Then farewell, Horace; whom I hated so,
Not for thy faults, but mine.
Byron—Childe Harold. Canto IV. St. 77.

The greatest of faults, I should say, is to be conscious of none.
Carlyle—Heroes and Hero-Worship. Ch. II.

Suus quoque attributus est error:
Sed non videmus, manticæ quid in tergo est.
Every one has his faults: but we do not see the wallet on our own backs.
Catullus—Carmina. XXII. 20.

Ea molestissime ferre homines debent quæ ipsorum culpa ferenda sunt.
Men ought to be most annoyed by the sufferings which come from their own faults.
Cicero—Epistolæ Ad Fratrem. I. 1.

Est proprium stultitiæ aliorum vitia cernere, oblivisci suorum.
It is the peculiar quality of a fool to perceive the faults of others, and to forget his own.
Cicero—Tusculanarum Disputationum. III. 30.

Thou hast no faults, or I no faults can spy;
Thou art all beauty, or all blindness I.
Christopher Codrington—On Garth’s Dispensary.

Men still had faults, and men will have them still;
He that hath none, and lives as angels do,
Must be an angel.
Wentworth Dillon—Miscellanies. On Mr. Dryden’s Religio Laici. L. 8.

The defects of great men are the consolation of the dunces.
Isaac D’Israeli—Essay on the Literary Character. Preface. P. XXIX and Vol.

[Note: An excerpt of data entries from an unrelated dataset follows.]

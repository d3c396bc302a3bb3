// SPDX-FileCopyrightText: 2026 Tandem Contributors
// SPDX-License-Identifier: MIT OR Apache-2.0

//! Request and response types for the OpenAI chat completions API.
//!
//! Only the fields Tandem reads or writes are modelled; unknown response
//! fields are ignored.

use serde::{Deserialize, Serialize};
use tandem_core::types::ChatTurn;

/// Body of a streamed chat completions request.
#[derive(Debug, Clone, Serialize)]
pub struct ChatCompletionRequest<'a> {
    pub model: &'a str,
    pub messages: &'a [ChatTurn],
    pub temperature: f32,
    pub max_tokens: u32,
    pub stream: bool,
}

/// One `data:` payload of the streamed response.
#[derive(Debug, Clone, Deserialize)]
pub struct ChatCompletionChunk {
    #[serde(default)]
    pub choices: Vec<ChunkChoice>,
}

#[derive(Debug, Clone, Deserialize)]
pub struct ChunkChoice {
    #[serde(default)]
    pub delta: ChunkDelta,
}

#[derive(Debug, Clone, Default, Deserialize)]
pub struct ChunkDelta {
    #[serde(default)]
    pub content: Option<String>,
}

impl ChatCompletionChunk {
    /// Text added by this chunk; empty for role-only or finish frames.
    pub fn delta_text(&self) -> &str {
        self.choices
            .first()
            .and_then(|c| c.delta.content.as_deref())
            .unwrap_or("")
    }
}

/// Error body returned with a non-success status.
#[derive(Debug, Clone, Deserialize)]
pub struct ApiErrorResponse {
    pub error: ApiErrorDetail,
}

#[derive(Debug, Clone, Deserialize)]
pub struct ApiErrorDetail {
    #[serde(default)]
    pub message: Option<String>,
    #[serde(default, rename = "type")]
    pub type_: Option<String>,
}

I. P. 187.

Heureux l’homme quand il n’a pas les défauts de ses qualités.
Happy the man when he has not the defects of his qualities.
Bishop Dupanloup.

Who mix’d reason with pleasure, and wisdom with mirth;
If he had any faults, he has left us in doubt.
Goldsmith—Retaliation. L. 24.

Do you wish to find out a person’s weak points? Note the failings he has the quickest eye for in others. They may not be the very failings he is himself conscious of; but they will be their next-door neighbors. No man keeps such a jealous lookout as a rival.
J. C. and W. A. Hare—Guesses at Truth.

His very faults smack of the raciness of his good qualities.
Washington Irving—Sketch Book.
John Bull.

Bad men excuse their faults, good men will leave them.
Ben Jonson—Catiline. Act III. Sc. 2.

Quis tulerit Gracchos de seditione querentes?
Who’d bear to hear the Gracchi chide sedition? (Listen to those who denounce what they do themselves.)
Juvenal—Satires. II. 24.

Her new bark is worse than ten times her old bite.
Lowell—A Fable for Critics. L. 28.

You crystal break, for fear of breaking it:
Careless and careful hands like faults commit.
Martial—Epigrams. Bk. XIV. Ep. 111. Trans. by Wright.

Qui s’excuse, s’accuse.
He who excuses himself, accuses himself.
Gabriel Meurier—Tresor des Sentences.

Ut nemo in sese tentat descendere, nemo!
Sed præcedenti spectatur mantica tergo.
That no one, no one at all, should try to search into himself! But the wallet of the person in front is carefully kept in view.
Persius—Satires. IV. 24.

Peras imposuit Jupiter nobis duas.
Propriis repletam vitiis post tergum dedit;
Alienis ante pectus suspendit gravem.
Jupiter has placed upon us two wallets. Hanging behind each person’s back he has given one full of his own faults; in front he has hung a heavy one full of other people’s.
Phædrus—Fables. Bk. IV. 9. 1.

Quia, qui alterum incusat probi, eum ipsum se intueri oportet.
Because those, who twit others with their faults, should look at home.
Plautus—Truculentus. I. 2. 58.

Nihil peccat, nisi quod nihil peccat.
He has no fault except that he has no fault.
Pliny the Younger—Epistles. Bk. LX. 26.

The glorious fault of angels and of gods.
Pope—To the Memory of an Unfortunate Lady. L. 14.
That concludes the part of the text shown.